Представим себе человека, в поведении которого важное место занимает самоконтроль – в частности, в отношении реакций раздражения, ярости, гнева. К нему имеют прямое отношение такие выражения как «держать себя в руках», «не позволять себе распускаться», «сжать зубы», «собраться» и т. д. Стиснутые зубы, в частности, могут «обслуживать» такую часто встречающуюся особенность, как поворот «вовнутрь», то есть на уровень телесных напряжений, неразряженных негативных эмоций: сжатые челюсти становятся замком, на который заперты неродившиеся на свет проявления этих эмоций (прежде всего речевые). Эти тяжелые напряженные челюсти, ассоциирующиеся с чем-то бульдожьим, говорят и о длительном застревании, фиксации на ситуации с ее последующим «пережевыванием» (!).

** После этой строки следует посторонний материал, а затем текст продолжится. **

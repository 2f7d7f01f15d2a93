//! # Lectern Config
//!
//! Configuration structures loaded from environment variables:
//!
//! - [`session`]: session cookie and session store settings
//! - [`rate_limit`]: request admission settings
//! - [`cors`]: CORS settings
//!
//! # Example
//!
//! ```ignore
//! use lectern_config::{CorsConfig, RateLimitConfig, SessionConfig, SessionStoreConfig};
//!
//! let session = SessionConfig::from_env()?;
//! let store = SessionStoreConfig::from_env()?;
//! let rate_limit = RateLimitConfig::from_env();
//! let cors = CorsConfig::from_env();
//! ```

pub mod cors;
pub mod error;
pub mod rate_limit;
pub mod session;

pub use cors::CorsConfig;
pub use error::ConfigError;
pub use rate_limit::{RateLimitConfig, RateLimitMode};
pub use session::{SessionBackendKind, SessionConfig, SessionStoreConfig};
//! Redis session backend.
//!
//! Every call is bounded by the configured timeout. A timeout or a Redis
//! error surfaces as [`SessionError::StoreUnavailable`]; nothing here blocks
//! a request indefinitely.

use std::future::Future;
use std::time::Duration;

use async_trait::async_trait;
use redis::{AsyncCommands, Client, RedisResult, aio::ConnectionManager};
use tracing::{debug, error, instrument};

use crate::backend::SessionBackend;
use crate::error::SessionError;

#[derive(Clone)]
pub struct RedisBackend {
    conn: ConnectionManager,
    timeout: Duration,
}

impl std::fmt::Debug for RedisBackend {
    fn fmt(&self, f: &mut std::fmt::Formatter<'_>) -> std::fmt::Result {
        f.debug_struct("RedisBackend")
            .field("timeout", &self.timeout)
            .finish_non_exhaustive()
    }
}

impl RedisBackend {
    /// Opens a managed connection to `redis_url`.
    ///
    /// # Errors
    ///
    /// Returns `SessionError::StoreUnavailable` if the URL is malformed or the
    /// server cannot be reached within `timeout`.
    pub async fn connect(redis_url: &str, timeout: Duration) -> Result<Self, SessionError> {
        let client =
            Client::open(redis_url).map_err(|e| SessionError::StoreUnavailable(e.to_string()))?;

        let conn = match tokio::time::timeout(timeout, ConnectionManager::new(client)).await {
            Ok(Ok(conn)) => conn,
            Ok(Err(e)) => return Err(SessionError::StoreUnavailable(e.to_string())),
            Err(_) => {
                return Err(SessionError::StoreUnavailable(format!(
                    "connect timed out after {:?}",
                    timeout
                )));
            }
        };

        Ok(Self { conn, timeout })
    }

    async fn bounded<T, F>(&self, op: &'static str, key: &str, fut: F) -> Result<T, SessionError>
    where
        F: Future<Output = RedisResult<T>>,
    {
        match tokio::time::timeout(self.timeout, fut).await {
            Ok(Ok(value)) => Ok(value),
            Ok(Err(e)) => {
                error!(session.op = op, session.key = %key, error = %e, "Redis error");
                Err(SessionError::StoreUnavailable(e.to_string()))
            }
            Err(_) => {
                error!(session.op = op, session.key = %key, timeout = ?self.timeout, "Redis call timed out");
                Err(SessionError::StoreUnavailable(format!(
                    "{} timed out after {:?}",
                    op, self.timeout
                )))
            }
        }
    }
}

/// Redis expiry granularity is one second; never send zero.
fn ttl_secs(ttl: Duration) -> u64 {
    ttl.as_secs().max(1)
}

#[async_trait]
impl SessionBackend for RedisBackend {
    #[instrument(skip(self), fields(session.operation = "GET"))]
    async fn load(&self, key: &str) -> Result<Option<String>, SessionError> {
        let mut conn = self.conn.clone();
        let value = self
            .bounded("GET", key, conn.get::<_, Option<String>>(key))
            .await?;
        debug!(session.key = %key, hit = value.is_some(), "Session load");
        Ok(value)
    }

    #[instrument(skip(self, value), fields(session.operation = "SETEX"))]
    async fn store(&self, key: &str, value: &str, ttl: Duration) -> Result<(), SessionError> {
        let mut conn = self.conn.clone();
        self.bounded(
            "SETEX",
            key,
            conn.set_ex::<_, _, ()>(key, value, ttl_secs(ttl)),
        )
        .await
    }

    #[instrument(skip(self, value), fields(session.operation = "SET NX"))]
    async fn store_new(
        &self,
        key: &str,
        value: &str,
        ttl: Duration,
    ) -> Result<bool, SessionError> {
        let mut conn = self.conn.clone();
        let mut cmd = redis::cmd("SET");
        cmd.arg(key).arg(value).arg("EX").arg(ttl_secs(ttl)).arg("NX");

        let reply: Option<String> = self
            .bounded("SET NX", key, cmd.query_async(&mut conn))
            .await?;
        Ok(reply.is_some())
    }

    #[instrument(skip(self), fields(session.operation = "DEL"))]
    async fn remove(&self, key: &str) -> Result<(), SessionError> {
        let mut conn = self.conn.clone();
        self.bounded("DEL", key, conn.del::<_, ()>(key)).await
    }
}
//! # Lectern Core
//!
//! Foundational types shared by every Lectern crate:
//!
//! - [`errors`]: [`AppError`], the HTTP-facing error type
//! - [`password`]: bcrypt hashing and verification
//!
//! # Example
//!
//! ```ignore
//! use lectern_core::{AppError, hash_password, verify_password};
//!
//! let hash = hash_password("secure_password")?;
//! assert!(verify_password("secure_password", &hash)?);
//! ```

pub mod errors;
pub mod password;

pub use errors::AppError;
pub use password::{dummy_hash, hash_password, verify_password};
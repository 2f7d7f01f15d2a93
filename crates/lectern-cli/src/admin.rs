//! Account and role administration against the database.

use lectern_core::hash_password;
use lectern_models::{Role, UserId};
use sqlx::PgPool;

#[derive(Debug, thiserror::Error)]
pub enum AdminError {
    #[error("user '{0}' already exists")]
    UsernameTaken(String),

    #[error("user '{0}' not found")]
    UserNotFound(String),

    #[error("role {0} is not provisioned in the database")]
    RoleMissing(Role),

    #[error("failed to hash password: {0}")]
    Hash(String),

    #[error(transparent)]
    Database(#[from] sqlx::Error),
}

/// Creates an account holding both `ADMIN` and `USER`.
pub async fn create_admin(
    db: &PgPool,
    name: &str,
    surname: &str,
    username: &str,
    password: &str,
) -> Result<UserId, AdminError> {
    let password_hash = hash_password(password).map_err(|e| AdminError::Hash(e.error.to_string()))?;

    let mut tx = db.begin().await?;

    let user_id = sqlx::query_scalar::<_, UserId>(
        "INSERT INTO users (name, surname, username, password)
         VALUES ($1, $2, $3, $4)
         ON CONFLICT (username) DO NOTHING
         RETURNING id",
    )
    .bind(name)
    .bind(surname)
    .bind(username)
    .bind(&password_hash)
    .fetch_optional(&mut *tx)
    .await?;

    let Some(user_id) = user_id else {
        tx.rollback().await?;
        return Err(AdminError::UsernameTaken(username.to_string()));
    };

    for role in [Role::Admin, Role::User] {
        let granted = sqlx::query(
            "INSERT INTO user_roles (user_id, role_id)
             SELECT $1, id FROM roles WHERE name = $2
             ON CONFLICT (user_id, role_id) DO NOTHING",
        )
        .bind(user_id)
        .bind(role.as_str())
        .execute(&mut *tx)
        .await?;

        if granted.rows_affected() == 0 {
            tx.rollback().await?;
            return Err(AdminError::RoleMissing(role));
        }
    }

    tx.commit().await?;

    Ok(user_id)
}

async fn find_user_id(db: &PgPool, username: &str) -> Result<UserId, AdminError> {
    sqlx::query_scalar::<_, UserId>("SELECT id FROM users WHERE username = $1")
        .bind(username)
        .fetch_optional(db)
        .await?
        .ok_or_else(|| AdminError::UserNotFound(username.to_string()))
}

/// Adds `role` to the user. Returns `false` if the user already held it.
pub async fn grant_role(db: &PgPool, username: &str, role: Role) -> Result<bool, AdminError> {
    let user_id = find_user_id(db, username).await?;

    let role_id = sqlx::query_scalar::<_, i64>("SELECT id FROM roles WHERE name = $1")
        .bind(role.as_str())
        .fetch_optional(db)
        .await?
        .ok_or(AdminError::RoleMissing(role))?;

    let result = sqlx::query(
        "INSERT INTO user_roles (user_id, role_id) VALUES ($1, $2)
         ON CONFLICT (user_id, role_id) DO NOTHING",
    )
    .bind(user_id)
    .bind(role_id)
    .execute(db)
    .await?;

    Ok(result.rows_affected() == 1)
}

/// Removes `role` from the user. Returns `false` if the user did not hold it.
pub async fn revoke_role(db: &PgPool, username: &str, role: Role) -> Result<bool, AdminError> {
    let user_id = find_user_id(db, username).await?;

    let result = sqlx::query(
        "DELETE FROM user_roles
         WHERE user_id = $1
           AND role_id = (SELECT id FROM roles WHERE name = $2)",
    )
    .bind(user_id)
    .bind(role.as_str())
    .execute(db)
    .await?;

    Ok(result.rows_affected() == 1)
}
//! Authentication gate and the [`Principal`] it resolves.
//!
//! [`require_auth`] runs in front of every route that needs an identity. It
//! reads the session, loads the user and their roles once, and stores the
//! result in the request extensions. Everything downstream, the role gate
//! included, reads identity from there and never from the session again.

use std::collections::BTreeSet;

use anyhow::anyhow;
use axum::{
    extract::{FromRequestParts, Request, State},
    http::request::Parts,
    middleware::Next,
    response::Response,
};
use lectern_core::AppError;
use lectern_models::users::{User, UserWithRoles};
use lectern_models::{Role, UserId};
use tracing::{error, warn};

use crate::metrics::track_gate_rejection;
use crate::state::AppState;

/// Identity of the current request.
#[derive(Debug, Clone, PartialEq, Eq)]
pub struct Principal {
    pub user: User,
    pub roles: BTreeSet<Role>,
}

impl Principal {
    pub fn new(user: User, roles: impl IntoIterator<Item = Role>) -> Self {
        Self {
            user,
            roles: roles.into_iter().collect(),
        }
    }

    pub fn user_id(&self) -> UserId {
        self.user.id
    }

    /// Exact membership. Holding `ADMIN` does not imply `TEACHER`.
    pub fn has_role(&self, role: Role) -> bool {
        self.roles.contains(&role)
    }

    pub fn to_user_with_roles(&self) -> UserWithRoles {
        UserWithRoles {
            user: self.user.clone(),
            roles: self.roles.iter().copied().collect(),
        }
    }
}

/// Rejects requests without a live session and attaches the [`Principal`].
///
/// A session pointing at a user that has since been deleted is rejected the
/// same way as no session at all.
pub async fn require_auth(
    State(state): State<AppState>,
    mut req: Request,
    next: Next,
) -> Result<Response, AppError> {
    let method = req.method().clone();
    let path = req.uri().path().to_owned();

    let jar = state.sessions.jar(req.headers());
    let user_id = match state.sessions.logged_user_id(&jar).await {
        Ok(id) if !id.is_absent() => id,
        Ok(_) | Err(_) => {
            warn!(method = %method, path = %path, reason = "no session", "Authentication rejected");
            track_gate_rejection("authn");
            return Err(AppError::unauthorized(anyhow!("Authentication required")));
        }
    };

    let user = state.users.find_by_id(user_id).await.map_err(|e| {
        error!(user_id = %user_id, error = %e, "Failed to load session user");
        AppError::new(e.status(), e)
    })?;

    let Some(user) = user else {
        warn!(
            method = %method,
            path = %path,
            user_id = %user_id,
            reason = "user no longer exists",
            "Authentication rejected"
        );
        track_gate_rejection("authn");
        return Err(AppError::unauthorized(anyhow!("Authentication required")));
    };

    let roles = state
        .users
        .roles_of(user_id)
        .await
        .map_err(|e| AppError::new(e.status(), e))?;

    req.extensions_mut().insert(Principal::new(user, roles));

    Ok(next.run(req).await)
}

impl<S> FromRequestParts<S> for Principal
where
    S: Send + Sync,
{
    type Rejection = AppError;

    async fn from_request_parts(parts: &mut Parts, _state: &S) -> Result<Self, Self::Rejection> {
        parts.extensions.get::<Principal>().cloned().ok_or_else(|| {
            error!(path = %parts.uri.path(), "Handler reached without authentication gate");
            AppError::internal(anyhow!("Principal missing from request"))
        })
    }
}
//! Password hashing and verification.
//!
//! Hashes are produced with bcrypt at [`DEFAULT_COST`]. Callers treat the
//! hash as opaque; the only question ever asked of it is "does this
//! plaintext match".

use std::sync::OnceLock;

use anyhow::anyhow;
use bcrypt::{DEFAULT_COST, hash, verify};

use crate::errors::AppError;

static DUMMY_HASH: OnceLock<String> = OnceLock::new();

pub fn hash_password(password: &str) -> Result<String, AppError> {
    hash(password, DEFAULT_COST)
        .map_err(|e| AppError::internal(anyhow!("Failed to hash password: {}", e)))
}

pub fn verify_password(password: &str, hash: &str) -> Result<bool, AppError> {
    verify(password, hash)
        .map_err(|e| AppError::internal(anyhow!("Failed to verify password: {}", e)))
}

/// Hash of a throwaway password at the same cost as real hashes.
///
/// Verifying against it makes a lookup miss cost the same as a mismatch.
pub fn dummy_hash() -> Result<&'static str, AppError> {
    if let Some(hash) = DUMMY_HASH.get() {
        return Ok(hash);
    }
    let computed = hash_password("lectern-placeholder-password")?;
    Ok(DUMMY_HASH.get_or_init(|| computed))
}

Если для контраста представить себе подвижный, «играющий» рот язвительного, острого на слово субъекта, легко и с удовольствием разряжающего свою агрессию в словесных «шпильках», то становится очевидным: у него просто не может быть этой манеры стискивать коренные зубы и, соответственно, этого рисунка нижней челюсти и скул.
Конечно, подобный путь функциональной интерпретации мимических особенностей во многом интуитивен и, кроме того, это путь неблизкий. Простой пример взят для наглядности – если бы требовалось составить достаточно развернутый портрет того же человека, от иллюзии легко достижимого понимания мимических реакций не осталось бы и следа. И все же этот путь надежнее и интереснее, чем применение готовых физиогномических рецептов.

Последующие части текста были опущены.